L’artiste est amateur d’art, qui trouve chez ses semblables un refuge et un pays. Ainsi René Magritte lit-il « le livre de Julien Gracq qu’il appréciait beaucoup, Un balcon en forêt. […] Cette maison forte lui avait été inspirée par Aragon qui, dans un passage de son roman Les Communistes, décrit un chalet apparemment inoffensif dont le rez-de-chaussée était aménagé en blockhaus. Autrement dit, la paix au premier étage et la guerre au sous-sol… N’était-ce pas là le symbole de tout artiste ? ou même de la plupart des hommes ? »

 

L’analyse ne va pas plus loin, cédant aux répliques en langue originale – la française de Belgique – pour faire entendre, entre autres, la voix bien haute de quelques réfractaires à l’art moderne. La romancière suggère sans s’appesantir, comme une politesse à un lectorat non initié qui a droit autant que l’autre à du plaisir artistique.

Cette légèreté, à l’appui d’une solide documentation, produit un étrange effet : on a l’impression que toutes les descriptions des tableaux de Magritte réveillent dans notre esprit leur souvenir alors même qu’on ne les a jamais vus. Un souvenir ou la nostalgie de ce qui n’existe pas ? Faciles à décrire parce que particulièrement économes en objets figurés, se dégage de ces représentations une sensation d’espace qui n’est pas du vide mais un luxe assez rare dans la réalité pour qu’on comprenne que Magritte ait éprouvé le besoin de le créer et sa fervente admiratrice de s’en faire l’interprète entre lui et nous.

 

Dans Les folles enquêtes de Magritte et Georgette, l’accordéon des chansons de Brel fait valser des hommes en chapeaux melon aux bras de femmes élégantes quoique nues. La scène se rejoue dans une tournée où l’on visite des villes au nom exotiquement nordique, Liège, Bruges, Knokke-le-Zoute, en y dégustant des spécialités.

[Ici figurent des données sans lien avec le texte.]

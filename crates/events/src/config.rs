use std::time::Duration;

/// Tuning for the event bus, loaded from environment variables.
#[derive(Debug, Clone, PartialEq, Eq)]
pub struct BusConfig {
    /// Maximum number of subscriber callbacks running at once (default: `5`).
    pub max_workers: usize,
    /// How long a dispatched event is remembered for duplicate detection
    /// (default: one hour).
    pub idempotency_window: Duration,
    /// Upper bound on remembered events; the oldest are evicted first
    /// (default: `100000`).
    pub idempotency_capacity: usize,
    /// Whether published events are written to the store (default: `true`).
    pub persistence_enabled: bool,
}

impl Default for BusConfig {
    fn default() -> Self {
        Self {
            max_workers: 5,
            idempotency_window: Duration::from_secs(3600),
            idempotency_capacity: 100_000,
            persistence_enabled: true,
        }
    }
}

/// An environment variable held a value that could not be used.
#[derive(Debug, Clone, PartialEq, Eq, thiserror::Error)]
#[error("{var} has invalid value '{value}': {reason}")]
pub struct ConfigError {
    pub var: &'static str,
    pub value: String,
    pub reason: String,
}

impl BusConfig {
    /// Load configuration from environment variables with defaults.
    ///
    /// | Env Var                              | Default  |
    /// |--------------------------------------|----------|
    /// | `EVENT_BUS_MAX_WORKERS`              | `5`      |
    /// | `EVENT_BUS_IDEMPOTENCY_WINDOW_SECS`  | `3600`   |
    /// | `EVENT_BUS_IDEMPOTENCY_CAPACITY`     | `100000` |
    /// | `EVENT_PERSISTENCE_ENABLED`          | `true`   |
    pub fn from_env() -> Result<Self, ConfigError> {
        Self::from_lookup(|var| std::env::var(var).ok())
    }

    /// Same as [`from_env`](Self::from_env) with a custom variable source.
    pub fn from_lookup<F>(lookup: F) -> Result<Self, ConfigError>
    where
        F: Fn(&str) -> Option<String>,
    {
        let defaults = Self::default();

        let max_workers = parse_var(&lookup, "EVENT_BUS_MAX_WORKERS", defaults.max_workers)?;
        if max_workers == 0 {
            return Err(ConfigError {
                var: "EVENT_BUS_MAX_WORKERS",
                value: "0".into(),
                reason: "must be at least 1".into(),
            });
        }

        let window_secs = parse_var(
            &lookup,
            "EVENT_BUS_IDEMPOTENCY_WINDOW_SECS",
            defaults.idempotency_window.as_secs(),
        )?;

        let idempotency_capacity = parse_var(
            &lookup,
            "EVENT_BUS_IDEMPOTENCY_CAPACITY",
            defaults.idempotency_capacity,
        )?;

        let persistence_enabled = match lookup("EVENT_PERSISTENCE_ENABLED") {
            None => defaults.persistence_enabled,
            Some(raw) => parse_bool(&raw).ok_or_else(|| ConfigError {
                var: "EVENT_PERSISTENCE_ENABLED",
                value: raw.clone(),
                reason: "expected true/false".into(),
            })?,
        };

        Ok(Self {
            max_workers,
            idempotency_window: Duration::from_secs(window_secs),
            idempotency_capacity,
            persistence_enabled,
        })
    }
}

fn parse_var<F, T>(lookup: &F, var: &'static str, default: T) -> Result<T, ConfigError>
where
    F: Fn(&str) -> Option<String>,
    T: std::str::FromStr,
    T::Err: std::fmt::Display,
{
    match lookup(var) {
        None => Ok(default),
        Some(raw) => raw.trim().parse().map_err(|e: T::Err| ConfigError {
            var,
            value: raw.clone(),
            reason: e.to_string(),
        }),
    }
}

fn parse_bool(raw: &str) -> Option<bool> {
    match raw.trim().to_ascii_lowercase().as_str() {
        "1" | "true" | "yes" | "on" => Some(true),
        "0" | "false" | "no" | "off" => Some(false),
        _ => None,
    }
}
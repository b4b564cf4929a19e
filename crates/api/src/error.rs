use axum::http::StatusCode;
use axum::response::{IntoResponse, Response};
use modular_core::error::CoreError;
use modular_core::event_schema::ValidationError;
use serde_json::json;

/// Application-level error type for HTTP handlers.
///
/// Wraps [`CoreError`] for domain errors and adds HTTP-specific variants.
/// Implements [`IntoResponse`] to produce consistent JSON error responses.
#[derive(Debug, thiserror::Error)]
pub enum AppError {
    #[error(transparent)]
    Core(#[from] CoreError),

    /// An event failed validation; the field messages go out as `details`.
    #[error(transparent)]
    Validation(#[from] ValidationError),

    #[error("Bad request: {0}")]
    BadRequest(String),
}

/// Convenience type alias for handler return values.
pub type AppResult<T> = Result<T, AppError>;

impl IntoResponse for AppError {
    fn into_response(self) -> Response {
        let (status, code, message) = match &self {
            AppError::Core(CoreError::NotFound { entity, id }) => (
                StatusCode::NOT_FOUND,
                "NOT_FOUND",
                format!("{entity} with id {id} not found"),
            ),

            AppError::Validation(err) => {
                let body = json!({
                    "error": "Invalid event",
                    "code": "VALIDATION_ERROR",
                    "details": err,
                });
                return (StatusCode::BAD_REQUEST, axum::Json(body)).into_response();
            }

            AppError::BadRequest(msg) => (StatusCode::BAD_REQUEST, "BAD_REQUEST", msg.clone()),
        };

        let body = json!({
            "error": message,
            "code": code,
        });

        (status, axum::Json(body)).into_response()
    }
}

Bref, rien de bien sérieux, que le désir, à chaque page, de Bruxelles, son musée Magritte et le Café Georgette.

 

Nadine Monfils, Les folles enquêtes de Magritte et Georgette, 1. Nom d’une pipe ( 2021 ) 2. À Knokke-le-Zoute ( 2021 ) 3. Le fantôme de Bruges ( 2022 ) 4. Liège en eaux troubles ( 2022 ), Robert Laffont.



Le Garn, 6-9 mai 2023.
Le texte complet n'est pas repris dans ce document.